SALZMAN: Another one of the real challenges in terms of understanding how the brain makes decisions about new situations is figuring out how the brain represents them. Our brains are not big enough to represent every situation that we might possibly encounter. It’s a very fundamental question we are going to have to answer in order to put the whole puzzle together.
TKF: So what do you envision as the practical applications of this research?
LEE: The most immediate one is to understand the biological basis of mental disorders.

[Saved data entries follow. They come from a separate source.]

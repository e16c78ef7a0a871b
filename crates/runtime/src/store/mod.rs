//! Backing-store contract.
//!
//! A store is reached through a [`ConnectionFactory`] that opens
//! [`StoreConnection`]s; the pool owns the connections.

pub mod sqlite;

use async_trait::async_trait;
use sluice_common::models::{QueryData, StoreKind};
use sluice_error::{ErrorCode, SluiceError};

pub use sqlite::SqliteFactory;

/// What a store returns for one statement.
#[derive(Debug, Clone, Default, PartialEq)]
pub struct StoreResponse {
    pub data: QueryData,
    /// Set for statements that return no rows.
    pub rows_affected: Option<u64>,
}

#[derive(Debug, thiserror::Error)]
pub enum StoreError {
    #[error("connection failed: {0}")]
    Connect(String),
    /// The statement itself is wrong. Retrying will not help.
    #[error("query failed: {0}")]
    Query(String),
    /// Lock contention or a dropped link. Worth retrying.
    #[error("store temporarily unavailable: {0}")]
    Transient(String),
    #[error("connection closed")]
    Closed,
}

impl StoreError {
    pub fn is_transient(&self) -> bool {
        !matches!(self, StoreError::Query(_))
    }

    pub fn into_sluice(self, store: StoreKind) -> SluiceError {
        match self {
            StoreError::Connect(msg) => SluiceError::new(
                ErrorCode::StoreUnavailable,
                format!("Cannot connect to {} store: {}", store, msg),
            ),
            other => {
                let transient = other.is_transient();
                SluiceError::execution(store.as_str(), other.to_string(), transient)
            }
        }
    }
}

#[async_trait]
pub trait StoreConnection: Send + Sync {
    async fn execute(
        &self,
        sql: &str,
        params: &[serde_json::Value],
    ) -> Result<StoreResponse, StoreError>;

    /// Cheap liveness probe.
    async fn ping(&self) -> Result<(), StoreError>;

    async fn close(&self) -> Result<(), StoreError> {
        Ok(())
    }
}

#[async_trait]
pub trait ConnectionFactory: Send + Sync {
    async fn connect(&self) -> Result<Box<dyn StoreConnection>, StoreError>;

    /// Human readable target, for logs.
    fn describe(&self) -> String;
}
use crate::{ErrorCode, ErrorContext, SluiceError};

impl From<std::io::Error> for SluiceError {
    fn from(err: std::io::Error) -> Self {
        SluiceError::new(ErrorCode::CacheUnavailable, err.to_string())
    }
}

impl From<serde_json::Error> for SluiceError {
    fn from(err: serde_json::Error) -> Self {
        SluiceError::new(ErrorCode::SerializationFailed, err.to_string())
    }
}

impl From<serde_yaml::Error> for SluiceError {
    fn from(err: serde_yaml::Error) -> Self {
        SluiceError::new(ErrorCode::InvalidYaml, err.to_string())
    }
}

impl From<config::ConfigError> for SluiceError {
    fn from(err: config::ConfigError) -> Self {
        let field = match &err {
            config::ConfigError::NotFound(key) => Some(key.clone()),
            config::ConfigError::Type { key, .. } => key.clone(),
            _ => None,
        };
        SluiceError::new(ErrorCode::InvalidConfig, err.to_string()).with_context(
            ErrorContext::Config {
                file_path: None,
                field,
            },
        )
    }
}

impl From<validator::ValidationErrors> for SluiceError {
    fn from(err: validator::ValidationErrors) -> Self {
        let field = err.field_errors().keys().next().map(|k| k.to_string());
        SluiceError::new(ErrorCode::SchemaViolation, err.to_string()).with_context(
            ErrorContext::Config {
                file_path: None,
                field,
            },
        )
    }
}

/// Closest option within an edit distance of 3, used for "did you mean" hints.
pub fn find_closest_match(target: &str, options: &[String]) -> Option<String> {
    let mut best_match: Option<&str> = None;
    let mut min_distance = usize::MAX;

    for option in options {
        let distance = levenshtein(target, option);
        if distance < min_distance && distance <= 3 {
            min_distance = distance;
            best_match = Some(option.as_str());
        }
    }

    best_match.map(|s| s.to_string())
}

fn levenshtein(a: &str, b: &str) -> usize {
    let a: Vec<char> = a.chars().collect();
    let b: Vec<char> = b.chars().collect();
    let mut dp = vec![vec![0; b.len() + 1]; a.len() + 1];

    for (i, row) in dp.iter_mut().enumerate() {
        row[0] = i;
    }
    for (j, val) in dp[0].iter_mut().enumerate() {
        *val = j;
    }

    for i in 1..=a.len() {
        for j in 1..=b.len() {
            let cost = if a[i - 1] == b[j - 1] { 0 } else { 1 };
            dp[i][j] = std::cmp::min(
                std::cmp::min(dp[i - 1][j] + 1, dp[i][j - 1] + 1),
                dp[i - 1][j - 1] + cost,
            );
        }
    }

    dp[a.len()][b.len()]
}

#[cfg(test)]
mod tests {
    use super::*;

    #[test]
    fn test_levenshtein_distance() {
        assert_eq!(levenshtein("kitten", "sitting"), 3);
        assert_eq!(levenshtein("book", "back"), 2);
        assert_eq!(levenshtein("", ""), 0);
        assert_eq!(levenshtein("same", "same"), 0);
    }

    #[test]
    fn test_find_closest_match() {
        let options = vec![
            "append_limit".to_string(),
            "in_subquery_to_join".to_string(),
            "or_chain_to_in".to_string(),
        ];

        assert_eq!(
            find_closest_match("append_limit", &options),
            Some("append_limit".to_string())
        );
        assert_eq!(
            find_closest_match("apend_limit", &options),
            Some("append_limit".to_string())
        );
        assert_eq!(find_closest_match("completely_different", &options), None);
    }

    #[test]
    fn test_io_error_mapping() {
        let io_err = std::io::Error::other("disk full");
        let err: SluiceError = io_err.into();
        assert_eq!(err.code, ErrorCode::CacheUnavailable);
        assert!(err.message.contains("disk full"));
    }

    #[test]
    fn test_config_error_mapping() {
        let err: SluiceError = config::ConfigError::NotFound("router.default_store".into()).into();
        assert_eq!(err.code, ErrorCode::InvalidConfig);
        match err.context {
            Some(ErrorContext::Config { field, .. }) => {
                assert_eq!(field.as_deref(), Some("router.default_store"))
            }
            _ => panic!("Expected Config context"),
        }
    }
}
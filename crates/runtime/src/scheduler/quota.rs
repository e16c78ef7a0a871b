use std::collections::HashMap;

use chrono::{NaiveDate, Utc};
use dashmap::DashMap;
use parking_lot::{Mutex, RwLock};
use serde::Serialize;

use sluice_common::models::ResourceQuota;
use sluice_error::{ErrorCode, ErrorContext, SluiceError};

#[derive(Debug, Clone, Copy, Default, PartialEq, Eq, Serialize)]
pub struct TenantUsage {
    pub running: usize,
    pub reserved_memory_mb: u64,
    pub queries_today: u64,
}

/// Per-tenant quotas and the usage counted against them.
pub(crate) struct QuotaTracker {
    default_quota: RwLock<ResourceQuota>,
    quotas: DashMap<String, ResourceQuota>,
    usage: DashMap<String, TenantUsage>,
    day: Mutex<NaiveDate>,
}

impl QuotaTracker {
    pub(crate) fn new(default_quota: ResourceQuota, quotas: HashMap<String, ResourceQuota>) -> Self {
        Self {
            default_quota: RwLock::new(default_quota),
            quotas: quotas.into_iter().collect(),
            usage: DashMap::new(),
            day: Mutex::new(Utc::now().date_naive()),
        }
    }

    pub(crate) fn quota_for(&self, tenant: &str) -> ResourceQuota {
        self.quotas
            .get(tenant)
            .map(|q| q.clone())
            .unwrap_or_else(|| self.default_quota.read().clone())
    }

    pub(crate) fn set_quota(&self, tenant: &str, quota: ResourceQuota) {
        self.quotas.insert(tenant.to_string(), quota);
    }

    pub(crate) fn usage(&self, tenant: &str) -> TenantUsage {
        self.usage.get(tenant).map(|u| *u).unwrap_or_default()
    }

    /// Reset daily counters when the UTC date changes.
    pub(crate) fn roll_over(&self, today: NaiveDate) -> bool {
        let mut day = self.day.lock();
        if *day == today {
            return false;
        }
        *day = today;
        for mut usage in self.usage.iter_mut() {
            usage.queries_today = 0;
        }
        true
    }

    /// Count one submission against the daily cap, failing once it is spent.
    pub(crate) fn admit(&self, tenant: &str) -> sluice_error::Result<()> {
        self.roll_over(Utc::now().date_naive());
        let quota = self.quota_for(tenant);
        let mut usage = self.usage.entry(tenant.to_string()).or_default();
        if usage.queries_today >= quota.daily_query_cap {
            return Err(SluiceError::new(
                ErrorCode::QuotaExceeded,
                format!(
                    "Tenant {} reached its daily cap of {} queries",
                    tenant, quota.daily_query_cap
                ),
            )
            .with_context(ErrorContext::Quota {
                tenant: tenant.to_string(),
                limit: quota.daily_query_cap,
                used: usage.queries_today,
            })
            .with_hint("The daily counter resets at 00:00 UTC"));
        }
        usage.queries_today += 1;
        Ok(())
    }

    /// Whether another execution fits the tenant's concurrency, memory and
    /// CPU limits. A tenant with nothing running may always start one.
    pub(crate) fn can_start(&self, tenant: &str, memory_mb: u64, cpu_percent: f64) -> bool {
        let usage = self.usage(tenant);
        if usage.running == 0 {
            return true;
        }
        let quota = self.quota_for(tenant);
        usage.running < quota.max_concurrent_queries
            && usage.reserved_memory_mb + memory_mb <= quota.max_memory_mb
            && cpu_percent <= quota.max_cpu_percent
    }

    pub(crate) fn start(&self, tenant: &str, memory_mb: u64) {
        let mut usage = self.usage.entry(tenant.to_string()).or_default();
        usage.running += 1;
        usage.reserved_memory_mb += memory_mb;
    }

    pub(crate) fn finish(&self, tenant: &str, memory_mb: u64) {
        if let Some(mut usage) = self.usage.get_mut(tenant) {
            usage.running = usage.running.saturating_sub(1);
            usage.reserved_memory_mb = usage.reserved_memory_mb.saturating_sub(memory_mb);
        }
    }
}
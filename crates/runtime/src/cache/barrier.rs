use std::collections::VecDeque;
use std::hash::{Hash, Hasher};
use std::sync::atomic::{AtomicU64, Ordering};

use parking_lot::Mutex;
use regex::Regex;
use tokio::sync::{RwLock, RwLockReadGuard, RwLockWriteGuard};

use super::InvalidationScope;

const STRIPES: usize = 64;
const LOG_CAPACITY: usize = 256;

/// Scope with its glob compiled.
#[derive(Debug, Clone)]
pub(crate) enum ScopeMatcher {
    Exact(String),
    Pattern(Regex),
    Tag(String),
    Global,
}

impl ScopeMatcher {
    pub(crate) fn compile(scope: &InvalidationScope) -> Result<Self, regex::Error> {
        Ok(match scope {
            InvalidationScope::Exact(key) => Self::Exact(key.clone()),
            InvalidationScope::Pattern(glob) => Self::Pattern(glob_to_regex(glob)?),
            InvalidationScope::Table(table) => Self::Tag(format!("table:{}", table.to_lowercase())),
            InvalidationScope::Project(project) => Self::Tag(format!("project:{}", project)),
            InvalidationScope::User(user) => Self::Tag(format!("user:{}", user)),
            InvalidationScope::Tag(tag) => Self::Tag(tag.clone()),
            InvalidationScope::Global => Self::Global,
        })
    }

    pub(crate) fn matches(&self, key: &str, tags: &[String]) -> bool {
        match self {
            Self::Exact(k) => k == key,
            Self::Pattern(re) => re.is_match(key),
            Self::Tag(tag) => tags.iter().any(|t| t == tag),
            Self::Global => true,
        }
    }

    pub(crate) fn is_exact(&self) -> bool {
        matches!(self, Self::Exact(_))
    }
}

fn glob_to_regex(glob: &str) -> Result<Regex, regex::Error> {
    let mut pattern = String::with_capacity(glob.len() + 8);
    pattern.push('^');
    for c in glob.chars() {
        match c {
            '*' => pattern.push_str(".*"),
            '?' => pattern.push('.'),
            other => pattern.push_str(&regex::escape(&other.to_string())),
        }
    }
    pattern.push('$');
    Regex::new(&pattern)
}

struct Logged {
    generation: u64,
    matcher: ScopeMatcher,
    active: bool,
}

/// Orders cache reads and writes against invalidations.
///
/// Reads share a key's stripe; an exact invalidation takes that stripe and a
/// scoped one takes every stripe in ascending order. Each invalidation is
/// logged with a generation when it starts, so that:
/// - a hit whose entry predates an in-flight invalidation covering it is
///   reported as a miss,
/// - a write whose value was computed before an overlapping invalidation
///   started is dropped.
pub(crate) struct InvalidationBarrier {
    stripes: Vec<RwLock<()>>,
    generation: AtomicU64,
    log: Mutex<Log>,
}

struct Log {
    entries: VecDeque<Logged>,
    /// Generations at or below this have been dropped from the log.
    floor: u64,
}

impl InvalidationBarrier {
    pub(crate) fn new() -> Self {
        Self {
            stripes: (0..STRIPES).map(|_| RwLock::new(())).collect(),
            generation: AtomicU64::new(0),
            log: Mutex::new(Log {
                entries: VecDeque::new(),
                floor: 0,
            }),
        }
    }

    pub(crate) fn current(&self) -> u64 {
        self.generation.load(Ordering::Acquire)
    }

    fn stripe(key: &str) -> usize {
        let mut hasher = std::collections::hash_map::DefaultHasher::new();
        key.hash(&mut hasher);
        (hasher.finish() as usize) % STRIPES
    }

    pub(crate) async fn read(&self, key: &str) -> RwLockReadGuard<'_, ()> {
        self.stripes[Self::stripe(key)].read().await
    }

    pub(crate) async fn write(&self, key: &str) -> RwLockWriteGuard<'_, ()> {
        self.stripes[Self::stripe(key)].write().await
    }

    /// Every stripe, taken in ascending order.
    pub(crate) async fn write_all(&self) -> Vec<RwLockWriteGuard<'_, ()>> {
        let mut guards = Vec::with_capacity(STRIPES);
        for stripe in &self.stripes {
            guards.push(stripe.write().await);
        }
        guards
    }

    /// Record the start of an invalidation and return its generation.
    pub(crate) fn begin(&self, matcher: ScopeMatcher) -> u64 {
        let mut log = self.log.lock();
        let generation = self.generation.fetch_add(1, Ordering::AcqRel) + 1;
        log.entries.push_back(Logged {
            generation,
            matcher,
            active: true,
        });
        while log.entries.len() > LOG_CAPACITY {
            match log.entries.front() {
                Some(front) if !front.active => {
                    let dropped = front.generation;
                    log.entries.pop_front();
                    log.floor = dropped;
                }
                _ => break,
            }
        }
        generation
    }

    pub(crate) fn finish(&self, generation: u64) {
        let mut log = self.log.lock();
        if let Some(entry) = log.entries.iter_mut().find(|e| e.generation == generation) {
            entry.active = false;
        }
    }

    /// Whether a value computed at `ticket` must not be written.
    pub(crate) fn is_stale(&self, ticket: u64, key: &str, tags: &[String]) -> bool {
        let log = self.log.lock();
        if ticket < log.floor {
            return true;
        }
        log.entries
            .iter()
            .any(|e| e.generation > ticket && e.matcher.matches(key, tags))
    }

    /// Whether an in-flight invalidation covers an entry written at `generation`.
    pub(crate) fn is_hidden(&self, generation: u64, key: &str, tags: &[String]) -> bool {
        let log = self.log.lock();
        log.entries
            .iter()
            .any(|e| e.active && e.generation > generation && e.matcher.matches(key, tags))
    }
}

#[cfg(test)]
mod tests {
    use super::*;

    #[test]
    fn test_glob_matching() {
        let m = ScopeMatcher::compile(&InvalidationScope::Pattern("query:*:users?".into())).unwrap();
        assert!(m.matches("query:abc:users1", &[]));
        assert!(!m.matches("query:abc:users", &[]));
        assert!(!m.matches("other:abc:users1", &[]));

        let dots = ScopeMatcher::compile(&InvalidationScope::Pattern("a.b*".into())).unwrap();
        assert!(dots.matches("a.bc", &[]));
        assert!(!dots.matches("axbc", &[]));
    }

    #[test]
    fn test_stale_and_hidden() {
        let barrier = InvalidationBarrier::new();
        let ticket = barrier.current();
        let tags = vec!["table:orders".to_string()];

        let generation =
            barrier.begin(ScopeMatcher::compile(&InvalidationScope::Table("orders".into())).unwrap());
        assert!(barrier.is_stale(ticket, "k", &tags));
        assert!(!barrier.is_stale(ticket, "k", &["table:users".to_string()]));
        assert!(barrier.is_hidden(ticket, "k", &tags));

        barrier.finish(generation);
        assert!(!barrier.is_hidden(ticket, "k", &tags));
        // Still stale: the value was computed before the invalidation.
        assert!(barrier.is_stale(ticket, "k", &tags));
        assert!(!barrier.is_stale(barrier.current(), "k", &tags));
    }
}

SALZMAN: We really don’t understand at a systemic level how psychiatric disorders result from dysfunction of neural circuits that affect decision-making. We also don’t understand how psychiatric treatments work -- how they change neural activity in the brain. The reason we know almost nothing about this is because we really don’t know in detail enough about how those neural circuits work normally. It’s like bringing your car to a car mechanic and the mechanic doesn’t know how the car works normally, so how can he fix your car? Some people interested in psychiatric disorders will do more clinically oriented research, and that’s because you can make contributions to understanding what is the better treatment for patients right now. But if you are asking what will be the better treatment in 20, 40 or 100 years, those treatments are only going to arise if we come up with a better understanding of about how cognition and emotion work and interact in the brain to produce things like decisions, because then we can begin to understand how they become dysfunctional. That kind of long-term investment in the basic science of the brain is going to be key to figuring out a wide range of psychiatric disorders.